Our kids, they are the hope for the future.  So, even if we aren't able to reach them all, I know that the ones that will be chosen to come, they hold in their grasp such beauty and the hope for the restoration of God's people to Himself.

And so, in that, I cling to hope knowing that God has called us to be a voice for the voiceless...and it will continue to be so for so many more children in the future. 


Thursday, November 7, 2013

Participating in the God-Story

I love it when groups come through...however hectic it may be at times...it is a reminder of how far God has brought us and the miracle that we truly live in in this place.

Yesterday, in our staff meeting, we read through Romans 4.  I loved this piece of it out of the Message:

"So how do we fit what we know of Abraham, or first father in the faith, into this new way of looking at things?  If Abraham, by what he did for God, got God to approve him, he would certainly have taken credit for it.  But the story we are given is a God-story, not an Abraham-story.  What we read in Scripture is, 'Abraham entered into what God was doing for him, and that was the turning point.  He trusted God to set him right instead of trying to be right on his own.'"
Romans 4:1-3, The Message

I love that.  We are entering into a God-story. 

If God had told Abraham that him and Sarah would have a baby at the ripe old age of...well...35...Abraham could have taken full credit for it.  Even perhaps at 45.  But, no.  God doesn't work like that.  He prefers that the glory remains with him.  So, he waited.  And he waited.  And then, when God knew that it could never have been credited to Abraham, he gave him the promise that he had been waiting for--a son. 

I thought about this and remembered a situation that we just talked about with the group that traveled though.  It happened only a couple years ago, and now, as I look back, I see the God-story at work.

When we began building here at the children's village, we spent a lot of time praying for our electricity to be brought in.  John and Stacy met with the head of the ECG company in Accra several times, trying to get it approved to bring electricity into our village through the military camp.  The problem was the cost...they told us that it would cost close to $30,000USD to bring the power in from the roadside, through the military camp, into our camp.  We were going to have to pay for the labor, the poles, the transformer, everything.  It was something we didn't have and we didn't know what we were going to do.

In the meantime, we all moved into the children's village, with no electricity, trusting that God would bring it when it was time.

John and Stacy went back to the States and wouldn't you know it, they had the money raised quite easily.  We all thanked God for the willingness of God's people to invest in the projects we had going on here.

But, when John and Stacy arrived back in Ghana, to their surprise, the power poles were already being installed all the way to our land and we hadn't paid a single cent.

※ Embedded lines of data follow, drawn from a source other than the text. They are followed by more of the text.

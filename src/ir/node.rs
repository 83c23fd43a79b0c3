//! IR Node Types
//!
//! A fusion is a typed DAG of values (`Val`) and operations (`Expr`). Both
//! are stored by value inside the owning [`Fusion`](super::Fusion) arena and
//! referenced through index handles (`ValId`, `ExprId`), so node identity is
//! stable and no reference counting is involved.
//!
//! Every `Val` records its defining `Expr` (if any); every `Expr` holds its
//! ordered input and output handles. Iteration domains, tensor domains,
//! tensor views and lowered tensor indices are all `Val` kinds, which lets
//! domain transformations (`Split`, `Merge`) live in the same DAG as the
//! math expressions they describe.

use crate::types::{
    BinaryOpKind, DataType, IterType, MemoryType, ParallelType, TernaryOpKind, UnaryOpKind,
};
use std::fmt;

/// Handle of a value inside its owning fusion.
#[derive(Debug, Clone, Copy, PartialEq, Eq, Hash, PartialOrd, Ord)]
pub struct ValId(pub(crate) u32);

/// Handle of an expression inside its owning fusion.
#[derive(Debug, Clone, Copy, PartialEq, Eq, Hash, PartialOrd, Ord)]
pub struct ExprId(pub(crate) u32);

impl ValId {
    pub fn index(self) -> usize {
        self.0 as usize
    }
}

impl ExprId {
    pub fn index(self) -> usize {
        self.0 as usize
    }
}

impl fmt::Display for ValId {
    fn fmt(&self, f: &mut fmt::Formatter<'_>) -> fmt::Result {
        write!(f, "V{}", self.0)
    }
}

impl fmt::Display for ExprId {
    fn fmt(&self, f: &mut fmt::Formatter<'_>) -> fmt::Result {
        write!(f, "E{}", self.0)
    }
}

/// Constant payload of a scalar value.
#[derive(Debug, Clone, Copy, PartialEq)]
pub enum ScalarConst {
    Int(i64),
    Float(f64),
    Bool(bool),
}

impl ScalarConst {
    pub fn as_int(self) -> Option<i64> {
        match self {
            ScalarConst::Int(v) => Some(v),
            _ => None,
        }
    }
}

impl fmt::Display for ScalarConst {
    fn fmt(&self, f: &mut fmt::Formatter<'_>) -> fmt::Result {
        match self {
            ScalarConst::Int(v) => write!(f, "{v}"),
            ScalarConst::Float(v) => {
                if v.fract() == 0.0 {
                    write!(f, "{v:.1}f")
                } else {
                    write!(f, "{v}f")
                }
            }
            ScalarConst::Bool(v) => write!(f, "{v}"),
        }
    }
}

/// A half-open iteration range `[start, start + extent)` with a parallel
/// mapping tag and a role flag.
#[derive(Debug, Clone, PartialEq)]
pub struct IterDomain {
    /// Range start (scalar Val, almost always the zero constant)
    pub start: ValId,
    /// Range extent (scalar Val; symbolic until bound at launch)
    pub extent: ValId,
    /// Parallel mapping chosen by the scheduler
    pub parallel: ParallelType,
    /// Iteration / reduction / broadcast role
    pub iter_type: IterType,
    /// Remains from splitting a reduction into two stages
    pub is_rfactor: bool,
}

impl IterDomain {
    pub fn is_reduction(&self) -> bool {
        self.iter_type == IterType::Reduction
    }

    pub fn is_broadcast(&self) -> bool {
        self.iter_type.is_broadcast()
    }

    pub fn is_block_dim(&self) -> bool {
        self.parallel.is_block_dim()
    }

    pub fn is_thread_dim(&self) -> bool {
        self.parallel.is_thread_dim()
    }

    /// Mapped to any device-parallel dimension.
    pub fn is_thread(&self) -> bool {
        self.parallel.is_thread()
    }
}

/// An ordered tuple of iteration domains, remembering the original (root)
/// tuple and, after an rfactor, the rfactor tuple.
///
/// `split`/`merge`/`reorder` rewrite only `domain`; `root` is immutable for
/// the lifetime of the tensor and carries the per-axis contiguity flags.
#[derive(Debug, Clone, PartialEq)]
pub struct TensorDomain {
    /// Pre-transformation axes; contiguity flags index into this tuple
    pub root: Vec<ValId>,
    /// Root of the post-rfactor view (empty when no rfactor happened)
    pub rfactor: Vec<ValId>,
    /// Current axes after scheduling transformations
    pub domain: Vec<ValId>,
    /// Per-root-axis contiguity
    pub contiguity: Vec<bool>,
}

impl TensorDomain {
    pub fn n_dims(&self) -> usize {
        self.domain.len()
    }

    pub fn has_rfactor(&self) -> bool {
        !self.rfactor.is_empty()
    }

    /// The rfactor tuple when present, the root tuple otherwise. Indexing
    /// propagates loop variables back to this tuple.
    pub fn maybe_rfactor(&self) -> &[ValId] {
        if self.rfactor.is_empty() {
            &self.root
        } else {
            &self.rfactor
        }
    }
}

/// Record of a computeAt relation: this tensor's first `pos` current-domain
/// axes are shared loops with `consumer`'s first `pos` axes.
#[derive(Debug, Clone, Copy, PartialEq, Eq)]
pub struct ComputeAtLink {
    pub consumer: ValId,
    pub pos: usize,
}

/// A tensor surface backed by a [`TensorDomain`].
#[derive(Debug, Clone, PartialEq)]
pub struct TensorView {
    /// Backing domain (a `Val` of kind `TensorDomain`)
    pub domain: ValId,
    /// Memory class; intermediates default to `Local` until lowering decides
    pub memory: MemoryType,
    /// Directional computeAt link, if set by the scheduler
    pub compute_at: Option<ComputeAtLink>,
    /// How many of this tensor's own leading axes live in loops shared with
    /// a neighbor (its computeAt target, or a producer computed into it)
    pub this_compute_at_pos: usize,
}

/// A lowered address for one tensor slot: an ordered list of scalar values
/// (strided sub-expressions) to be summed at emission.
#[derive(Debug, Clone, PartialEq)]
pub struct TensorIndex {
    pub view: ValId,
    pub indices: Vec<ValId>,
}

/// Discriminated payload of a value.
#[derive(Debug, Clone, PartialEq)]
pub enum ValKind {
    /// A scalar, constant when `value` is present
    Scalar { value: Option<ScalarConst> },
    /// A scalar with a fixed spelling in the emitted kernel
    /// (e.g. `threadIdx.x`, `T3.stride[2]`)
    NamedScalar { name: String },
    IterDomain(IterDomain),
    TensorDomain(TensorDomain),
    TensorView(TensorView),
    TensorIndex(TensorIndex),
}

/// A typed value handle owned by a fusion.
#[derive(Debug, Clone)]
pub struct Val {
    pub(crate) name: u64,
    pub(crate) dtype: DataType,
    pub(crate) kind: ValKind,
    pub(crate) definition: Option<ExprId>,
    pub(crate) uses: Vec<ExprId>,
}

impl Val {
    /// Per-fusion unique name, monotonically assigned at registration.
    pub fn name(&self) -> u64 {
        self.name
    }

    pub fn dtype(&self) -> DataType {
        self.dtype
    }

    pub fn kind(&self) -> &ValKind {
        &self.kind
    }

    /// The expression producing this value, if any.
    pub fn definition(&self) -> Option<ExprId> {
        self.definition
    }

    /// Expressions consuming this value, in registration order.
    pub fn uses(&self) -> &[ExprId] {
        &self.uses
    }

    pub fn is_scalar(&self) -> bool {
        matches!(self.kind, ValKind::Scalar { .. } | ValKind::NamedScalar { .. })
    }

    pub fn is_tensor_view(&self) -> bool {
        matches!(self.kind, ValKind::TensorView(_))
    }

    pub fn is_iter_domain(&self) -> bool {
        matches!(self.kind, ValKind::IterDomain(_))
    }

    /// Constant scalar payload, if this is a constant scalar.
    pub fn const_scalar(&self) -> Option<ScalarConst> {
        match &self.kind {
            ValKind::Scalar { value } => *value,
            _ => None,
        }
    }

    /// Constant integer payload, if this is a constant `Int` scalar.
    pub fn const_int(&self) -> Option<i64> {
        self.const_scalar().and_then(ScalarConst::as_int)
    }

    pub fn is_const_scalar(&self) -> bool {
        self.const_scalar().is_some()
    }

    pub fn is_zero_int(&self) -> bool {
        self.const_int() == Some(0)
    }

    pub fn is_one_int(&self) -> bool {
        self.const_int() == Some(1)
    }

    pub fn as_iter_domain(&self) -> Option<&IterDomain> {
        match &self.kind {
            ValKind::IterDomain(id) => Some(id),
            _ => None,
        }
    }

    pub fn as_tensor_domain(&self) -> Option<&TensorDomain> {
        match &self.kind {
            ValKind::TensorDomain(td) => Some(td),
            _ => None,
        }
    }

    pub fn as_tensor_view(&self) -> Option<&TensorView> {
        match &self.kind {
            ValKind::TensorView(tv) => Some(tv),
            _ => None,
        }
    }
}

/// Discriminated payload of an expression.
///
/// Math expressions connect tensor views and scalars; `Split` and `Merge`
/// connect iteration domains and form the transformation history consumed by
/// backward index propagation.
#[derive(Debug, Clone, PartialEq)]
pub enum ExprKind {
    /// inputs: `[in]`, outputs: `[out]`
    Unary { op: UnaryOpKind },
    /// inputs: `[lhs, rhs]`, outputs: `[out]`
    Binary { op: BinaryOpKind },
    /// inputs: `[a, b, c]`, outputs: `[out]`
    Ternary { op: TernaryOpKind },
    /// inputs: `[in]`, outputs: `[out]`; reduces the axes flagged as
    /// reduction in the output's root domain, folding with `op` from `init`
    Reduction { op: BinaryOpKind, init: ValId },
    /// inputs: `[in]`, outputs: `[out]`; `is_new_axis[i]` marks output root
    /// axes with no producer counterpart
    Broadcast { is_new_axis: Vec<bool> },
    /// inputs: `[in]`, outputs: `[outer, inner]`; `inner` has extent
    /// `factor`, `outer` has extent `ceilDiv(in.extent, factor)`
    Split { factor: ValId },
    /// inputs: `[outer, inner]`, outputs: `[out]`; row-major `(outer, inner)`
    Merge,
}

impl ExprKind {
    /// True for expressions whose inputs/outputs are iteration domains.
    pub fn is_domain_transform(&self) -> bool {
        matches!(self, ExprKind::Split { .. } | ExprKind::Merge)
    }
}

/// An operation node owned by a fusion.
#[derive(Debug, Clone)]
pub struct Expr {
    pub(crate) name: u64,
    pub(crate) kind: ExprKind,
    pub(crate) inputs: Vec<ValId>,
    pub(crate) outputs: Vec<ValId>,
}

impl Expr {
    pub fn name(&self) -> u64 {
        self.name
    }

    pub fn kind(&self) -> &ExprKind {
        &self.kind
    }

    pub fn inputs(&self) -> &[ValId] {
        &self.inputs
    }

    pub fn outputs(&self) -> &[ValId] {
        &self.outputs
    }

    /// First output; every expression has at least one.
    pub fn output(&self) -> ValId {
        self.outputs[0]
    }

    pub fn is_domain_transform(&self) -> bool {
        self.kind.is_domain_transform()
    }
}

When they were away, the head of the ECG company was fired and someone new came in.  The new director found a request from the military to put in a new transformer to lighten the load on their current one, and our request was attached to it.  It was approved and the government money was allocated to bring the poles in.  We only had to pay a small fee to put the poles in our own compound.

Being a part of the God-story, he knew that we would take the glory of bringing in the electricity if we had come back with the full amount of money and paid for it ourselves.  But, because he saw that, he removed any doubt that it was about us and did it all himself. 

I love that. 

And I love being a part of God's story.  I love when I can give credit where credit is due!

My Baby Boy

When I first moved to Ghana, I fell in love with a little boy.  Edwin.  He had just turned a year old.  Pigeon-toed little fellow with big wide eyes and long, curled lashes.  He was a beautiful baby boy and I carted him around all the time (despite being warned that I was "spoiling" him). 

When we moved to Doryumu, Edwin moved in with me.  I was excited for the chance to get to mother him a bit and spend even more time with him.  Boy, was I in for an adventure.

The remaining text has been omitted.